Loksado, mediaprospek.com – Suasana ceria dan penuh gelak tawa mewarnai acara Game yang sederhana. Dalam game tersebut jika gagal fokus mengakibatkan salah gerakan dan dihukum dengan coretan pupur putih oleh host di wajah kawan-kawan para jurnalis ekonomi banua.
Permainan game tersebut mewarnai kegiatan Capacity Building yang digelar kantor Bank Indonesia perwakilan Kalsel selama empat hari di Loksado, Kabupaten Hulu Sungai Selatan (HSS), Rabu, (22/6/25).
Banyak momen yang berhasil mengocok perut para kawan-kawan jurnalis sebagai peserta permainan team building ini. Yaitu insiden “gagal fokus” berujung dengan coretan wajah yang dicoret “bubuhan Acil pupur” sebutan Akrab teman jurnalis cewe yang terdiri dari Evi, Salmah, Nisa dan Tania, yang seharusnya hukuman itu dilakukan oleh host Ramli.
Sebelumnya memang game ini berjalan dengan teratur sesuai arahan host Ramli, namun karena bubuhan Acil Pupur ini sering kena hukuman, maka permainan mulai tidak teratur, Acil Pupur ini yang mengambil alih pemberian hukuman dan host Ramli pun tidak dapat berbuat apa-apa, Karana host Ramli juga kena sasaran keusilan para Acil Pupur ini.
Para “Acil pupur” ini sangat lucu dan kocak sekali dalam menjahili teman-temannya, kekonyolan mereka mengundang gelak tawa, karena salah atau tidak salah tetap para peserta lainnya Dipupurinya.
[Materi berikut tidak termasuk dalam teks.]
//! Interactive prompts in a window's secondary panes.
//!
//! One [`PaneAlertTracker`] per window owns that window's alert state. A
//! single-pane window returns before touching tmux. Pane topology comes
//! from a [`TopologyCache`] shared by the coordinator.

use std::collections::HashMap;

use ccrelay_core::ProviderKind;
use ccrelay_screen::{PromptContent, ScreenBuffer, extract_interactive_prompt};
use ccrelay_tmux::{PaneInfo, TerminalSource, TmuxError, WindowController, is_shell_command};
use sha2::{Digest, Sha256};
use tracing::debug;

#[derive(Debug, Clone, PartialEq, Eq)]
pub struct AlertConfig {
    /// How long a pane listing stays fresh.
    pub topology_refresh_ms: u64,
}

impl Default for AlertConfig {
    fn default() -> Self {
        Self {
            topology_refresh_ms: 5_000,
        }
    }
}

// ─── Alert State ─────────────────────────────────────────────────

#[derive(Debug, Clone, PartialEq, Eq)]
pub struct AlertState {
    pub pane_id: String,
    pub prompt_hash: String,
    /// Reference to the delivered notification, once the notifier has one.
    pub notification_ref: Option<String>,
    pub last_seen_ms: u64,
}

#[derive(Debug, Clone, PartialEq, Eq)]
pub enum AlertAction {
    /// A prompt appeared (or changed) in a pane.
    Raise {
        pane_id: String,
        prompt: PromptContent,
        prompt_hash: String,
    },
    /// The prompt was answered; the pane is still there.
    Dismiss {
        pane_id: String,
        notification_ref: Option<String>,
    },
    /// The pane is gone.
    Remove {
        pane_id: String,
        notification_ref: Option<String>,
    },
}

impl AlertAction {
    pub fn pane_id(&self) -> &str {
        match self {
            Self::Raise { pane_id, .. }
            | Self::Dismiss { pane_id, .. }
            | Self::Remove { pane_id, .. } => pane_id,
        }
    }
}

pub fn prompt_hash(prompt: &PromptContent) -> String {
    let mut hasher = Sha256::new();
    hasher.update(prompt.name.as_bytes());
    hasher.update([0u8]);
    hasher.update(prompt.content.as_bytes());
    let digest = hasher.finalize();
    format!("{digest:x}")[..16].to_string()
}

/// Pane that hosts the agent. A pinned pane wins while it is listed, then
/// the first pane running something other than a shell, then the active
/// pane, then the first listed. Moving focus never moves the agent.
pub fn agent_pane<'a>(panes: &'a [PaneInfo], pinned: Option<&str>) -> Option<&'a PaneInfo> {
    pinned
        .and_then(|id| panes.iter().find(|p| p.pane_id == id))
        .or_else(|| panes.iter().find(|p| !is_shell_command(&p.current_cmd)))
        .or_else(|| panes.iter().find(|p| p.active))
        .or_else(|| panes.first())
}

// ─── Tracker ─────────────────────────────────────────────────────

pub struct PaneAlertTracker {
    provider: ProviderKind,
    alerts: HashMap<String, AlertState>,
    buffer: ScreenBuffer,
}

impl PaneAlertTracker {
    pub fn new(provider: ProviderKind) -> Self {
        Self {
            provider,
            alerts: HashMap::new(),
            buffer: ScreenBuffer::new(24, 80),
        }
    }

    pub fn alert(&self, pane_id: &str) -> Option<&AlertState> {
        self.alerts.get(pane_id)
    }

    pub fn active_alerts(&self) -> usize {
        self.alerts.len()
    }

    /// Attach the notifier's message reference to a raised alert.
    pub fn set_notification_ref(&mut self, pane_id: &str, notification_ref: String) -> bool {
        match self.alerts.get_mut(pane_id) {
            Some(alert) => {
                alert.notification_ref = Some(notification_ref);
                true
            }
            None => false,
        }
    }

    /// Check every pane except the agent's for a prompt. `agent` is the
    /// caller's pinned agent pane, if it has one.
    pub fn scan(
        &mut self,
        panes: &[PaneInfo],
        agent: Option<&str>,
        source: &dyn TerminalSource,
        now_ms: u64,
    ) -> Vec<AlertAction> {
        let mut actions = Vec::new();
        if panes.len() <= 1 {
            if !self.alerts.is_empty() {
                let keep = panes.first().map(|p| p.pane_id.as_str());
                self.remove_missing(|id| Some(id) == keep, &mut actions);
            }
            return actions;
        }

        let primary = agent_pane(panes, agent).map(|p| p.pane_id.clone());
        self.remove_missing(
            |id| panes.iter().any(|p| p.pane_id == id) && Some(id) != primary.as_deref(),
            &mut actions,
        );

        for pane in panes {
            if Some(&pane.pane_id) == primary.as_ref() {
                continue;
            }
            match self.detect(pane, source) {
                Ok(prompt) => self.update(&pane.pane_id, prompt, now_ms, &mut actions),
                Err(e) if e.is_not_found() => {
                    if let Some(alert) = self.alerts.remove(&pane.pane_id) {
                        actions.push(AlertAction::Remove {
                            pane_id: alert.pane_id,
                            notification_ref: alert.notification_ref,
                        });
                    }
                }
                Err(e) => {
                    debug!(pane = %pane.pane_id, error = %e, "pane capture failed, keeping alert state");
                }
            }
        }
        actions
    }

    /// Drop every alert, e.g. when the window is unbound.
    pub fn teardown(&mut self) -> Vec<AlertAction> {
        let mut actions = Vec::new();
        self.remove_missing(|_| false, &mut actions);
        actions
    }

    fn detect(
        &mut self,
        pane: &PaneInfo,
        source: &dyn TerminalSource,
    ) -> Result<Option<PromptContent>, TmuxError> {
        let capture = source.capture(&pane.pane_id)?;
        self.buffer.resize(capture.rows, capture.cols);
        self.buffer.feed(&capture.bytes);
        Ok(extract_interactive_prompt(&self.buffer.frame(), self.provider))
    }

    fn update(
        &mut self,
        pane_id: &str,
        prompt: Option<PromptContent>,
        now_ms: u64,
        actions: &mut Vec<AlertAction>,
    ) {
        let Some(prompt) = prompt else {
            if let Some(alert) = self.alerts.remove(pane_id) {
                actions.push(AlertAction::Dismiss {
                    pane_id: alert.pane_id,
                    notification_ref: alert.notification_ref,
                });
            }
            return;
        };

        let hash = prompt_hash(&prompt);
        if let Some(alert) = self.alerts.get_mut(pane_id) {
            if alert.prompt_hash == hash {
                alert.last_seen_ms = now_ms;
                return;
            }
            // Different prompt in the same pane: retire the old alert first.
            actions.push(AlertAction::Dismiss {
                pane_id: pane_id.to_string(),
                notification_ref: alert.notification_ref.take(),
            });
        }
        self.alerts.insert(
            pane_id.to_string(),
            AlertState {
                pane_id: pane_id.to_string(),
                prompt_hash: hash.clone(),
                notification_ref: None,
                last_seen_ms: now_ms,
            },
        );
        actions.push(AlertAction::Raise {
            pane_id: pane_id.to_string(),
            prompt,
            prompt_hash: hash,
        });
    }

    fn remove_missing(&mut self, keep: impl Fn(&str) -> bool, actions: &mut Vec<AlertAction>) {
        let gone: Vec<String> = self
            .alerts
            .keys()
            .filter(|id| !keep(id.as_str()))
            .cloned()
            .collect();
        for id in gone {
            if let Some(alert) = self.alerts.remove(&id) {
                actions.push(AlertAction::Remove {
                    pane_id: alert.pane_id,
                    notification_ref: alert.notification_ref,
                });
            }
        }
    }
}

// ─── Topology Cache ──────────────────────────────────────────────

/// Pane listing for every managed window, refreshed at most once per
/// interval.
#[derive(Debug)]
pub struct TopologyCache {
    refresh_ms: u64,
    fetched_at_ms: Option<u64>,
    panes: HashMap<String, Vec<PaneInfo>>,
}

impl TopologyCache {
    pub fn new(config: &AlertConfig) -> Self {
        Self {
            refresh_ms: config.topology_refresh_ms,
            fetched_at_ms: None,
            panes: HashMap::new(),
        }
    }

    pub fn is_stale(&self, now_ms: u64) -> bool {
        self.fetched_at_ms
            .is_none_or(|at| now_ms.saturating_sub(at) >= self.refresh_ms)
    }

    /// Refresh from the controller when stale. Returns whether it refreshed.
    pub fn refresh(
        &mut self,
        controller: &dyn WindowController,
        now_ms: u64,
    ) -> Result<bool, TmuxError> {
        if !self.is_stale(now_ms) {
            return Ok(false);
        }
        self.replace(controller.list_all_panes()?, now_ms);
        Ok(true)
    }

    pub fn replace(&mut self, panes: Vec<PaneInfo>, now_ms: u64) {
        self.panes.clear();
        for pane in panes {
            self.panes
                .entry(pane.window_id.clone())
                .or_default()
                .push(pane);
        }
        self.fetched_at_ms = Some(now_ms);
    }

    pub fn panes(&self, window_id: &str) -> &[PaneInfo] {
        self.panes.get(window_id).map_or(&[], Vec::as_slice)
    }

    pub fn contains(&self, window_id: &str) -> bool {
        self.panes.contains_key(window_id)
    }

    pub fn windows(&self) -> impl Iterator<Item = (&str, &[PaneInfo])> {
        self.panes.iter().map(|(id, panes)| (id.as_str(), panes.as_slice()))
    }

    /// Force the next [`refresh`](Self::refresh) to hit tmux.
    pub fn invalidate(&mut self) {
        self.fetched_at_ms = None;
    }
}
Game “gagal fokus” sendiri merupakan permainan sederhana yang menguji konsentrasi dan kecepatan respons. Para pemain dituntut untuk fokus pada instruksi yang diberikan host.
Sementara berbagai kata-kata yang menjebak yang diucapkan host berusaha mengalihkan perhatian. Tentunya bagi yang gagal fokus, ada konsekuensi lucu yang menanti.
Diantara teman-teman jurnalis yang “diserang” Acil Pupur tersebut seperti Baha, Ihsan dan Faisal, mereka juga kocak dengan aksi kelakuannya dalam permainan tersebut.
Setiap gagal fokus oleh para teman jurnalis, kesempatan itu langsung dimanfaatkan oleh Acil Pupur yang memberikan “hukuman” mengusap pupur putih ke wajah mereka.
Permainan ini seru sekali, “Seru sekali ini yang bikin game-nya jadi makin hidup!,” Kata Syaiful wartawan dari Kalimantan Post yang menyaksikan permainan tersebut.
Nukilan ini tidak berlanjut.